Once upon a time there was a young, handsome, well fit Danish prince who asked, "Big Blogger is good?"
English clearly wasn't his first language, so he was excused for not remembering the verb comes first when. Constructing a question in the present simple tense.
"Yes," our hero told Prince Rasmusan whose blonde hair glimmered in the afternoon sun of a spectacular Copehagen day. "Big Blogger is the most benevolent ruler in all of Blogland."
"I'm confused," said Rasmus, the veins in his forearms bulging as he gripped his Danish lager. "What is thisa kingdom and why has no ambassador been invited to sup at my thick wodden table?"
Our heo explained that he had been summoned to Prince Rasmus' kingdom as a guest upon the most noble vessel of goowill, the Lady Imant, and that Prince Rasmus was more than welcome to join us for a libation upon the ship.
"I shall come," he said, his blue eyes glistening like pools of sapphire in the midnight sun "
"And that, my liege, is my most willful intent," oir hero said dutifully, wiping the slightest hint of drool from his perfectly formed mouth.
And so, our hero brought the handsome and apparently quite lonely prince aboard the vessel, which gently rocked with the swelling tide.
Big Blogger had arranged for open bar and an endless supply of hors d'oeuvres, ranging from fois gras to frog legs (which, much like the prince, would taste of chicken). The prince was introduced to many of the Court's dinitaries, some less lecherous than others, but never did Rasmus' eyes. Stray from he who had invited him aboard. Rasmus was, after all, a prince of virtue and well as means.
A young Cat-like creature paused from her DJ-ing duties to rub up against the prince's legs.
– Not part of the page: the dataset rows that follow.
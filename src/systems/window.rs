//! Window management system
//!
//! Handles window creation, fullscreen toggle, and title updates.

use std::sync::Arc;
use winit::{
    event_loop::ActiveEventLoop,
    window::{Fullscreen, Window},
};
use crate::config::WindowConfig;

/// Seconds of frames averaged into one FPS reading
const FPS_WINDOW: f32 = 0.5;

/// Manages the application window
pub struct WindowSystem {
    window: Arc<Window>,
    base_title: String,
}

impl WindowSystem {
    /// Create window from config
    pub fn create(
        event_loop: &ActiveEventLoop,
        config: &WindowConfig,
    ) -> Result<Self, WindowError> {
        let mut attrs = Window::default_attributes()
            .with_title(&config.title)
            .with_inner_size(winit::dpi::LogicalSize::new(
                config.width,
                config.height,
            ));

        if config.fullscreen {
            attrs = attrs.with_fullscreen(Some(Fullscreen::Borderless(None)));
        }

        let window = Arc::new(
            event_loop
                .create_window(attrs)
                .map_err(|e| WindowError::CreationFailed(e.to_string()))?,
        );

        Ok(Self {
            window,
            base_title: config.title.clone(),
        })
    }

    /// Get window reference (for RenderContext creation)
    pub fn window(&self) -> &Arc<Window> {
        &self.window
    }

    /// Toggle fullscreen mode
    pub fn toggle_fullscreen(&self) {
        let new_fullscreen = if self.window.fullscreen().is_some() {
            None
        } else {
            Some(Fullscreen::Borderless(None))
        };
        self.window.set_fullscreen(new_fullscreen);
    }

    /// Show the frame rate in the title
    pub fn update_title(&self, fps: u32) {
        self.window.set_title(&fps_title(&self.base_title, fps));
    }

    /// Request a redraw
    pub fn request_redraw(&self) {
        self.window.request_redraw();
    }
}

fn fps_title(base: &str, fps: u32) -> String {
    format!("{} - {} FPS", base, fps)
}

/// Frame rate averaged over short windows
#[derive(Debug, Default)]
pub struct FpsCounter {
    frames: u32,
    elapsed: f32,
    fps: u32,
}

impl FpsCounter {
    pub fn new() -> Self {
        Self::default()
    }

    /// Record one frame of `dt` seconds, returns the latest reading
    pub fn tick(&mut self, dt: f32) -> u32 {
        self.frames += 1;
        self.elapsed += dt;
        if self.elapsed >= FPS_WINDOW {
            self.fps = (self.frames as f32 / self.elapsed).round() as u32;
            self.frames = 0;
            self.elapsed = 0.0;
        }
        self.fps
    }

    pub fn fps(&self) -> u32 {
        self.fps
    }
}

#[derive(Debug)]
pub enum WindowError {
    CreationFailed(String),
}

impl std::fmt::Display for WindowError {
    fn fmt(&self, f: &mut std::fmt::Formatter<'_>) -> std::fmt::Result {
        match self {
            WindowError::CreationFailed(msg) => write!(f, "Window creation failed: {}", msg),
        }
    }
}

impl std::error::Error for WindowError {}

#[cfg(test)]
mod tests {
    use super::*;

    #[test]
    fn test_title_formatting() {
        // Can't test actual window without event loop
        assert_eq!(fps_title("Juxtapos", 60), "Juxtapos - 60 FPS");
    }

    #[test]
    fn test_fps_counter_averages() {
        let mut counter = FpsCounter::new();
        for _ in 0..3 {
            assert_eq!(counter.tick(0.125), 0);
        }
        // 4 frames at 8 Hz fill the half-second window
        assert_eq!(counter.tick(0.125), 8);
        assert_eq!(counter.fps(), 8);
        // Reading holds until the next window completes
        assert_eq!(counter.tick(0.25), 8);
        assert_eq!(counter.tick(0.25), 4);
    }

    #[test]
    fn test_window_error_display() {
        let err = WindowError::CreationFailed("no display".to_string());
        assert_eq!(err.to_string(), "Window creation failed: no display");
    }
}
To which he most graciously responded, "oh look, isn't that Morrisey over there."
"Would you like to play a game?" Asked young Joseph, appearing out of nowhere, nearly blinding the prince with his technicolor robe.
Our hero quickly intervened, acting purely as an ambassador of goodwill. "What game do you have in mind, 'he who shall not be referred to in his given names's diminutive form?'"
Never has a Noerthern lad been more direct. "It's callled 'stowaway'," said Joseph, handing Rasmus the key to his cabin. "Go quickly henceforth and I shall tend to your every whim on our way to Gdansk."
Prince Rasmus was tempted, but being a prince of virtue declined, sensing that our hero had more noble intentions.
Our hero assured the prince that he should be with whomever he liked, but would be honored to teach him the rules of 'stowaway'a challengee which the prince said he would be happy to rise to.
And just as the vessel set sail for Poland, the prince was ushered off the boat.
"But I want to play 'stowaway'," he cried. "I am a prince who has served in the Danish military police for the last five years! I wish to sample the pleasures of the Big Blogger kingdom."
Joseph swooned. Cat purred. Tippler reached for the Marmite while Mr. Angry did a few crunches (glad to be rid of any competition for the next nude photo shoot). Penfold began Photoshopping a banished great dane and Angelalala hugged a sobbing Ordinary Girl.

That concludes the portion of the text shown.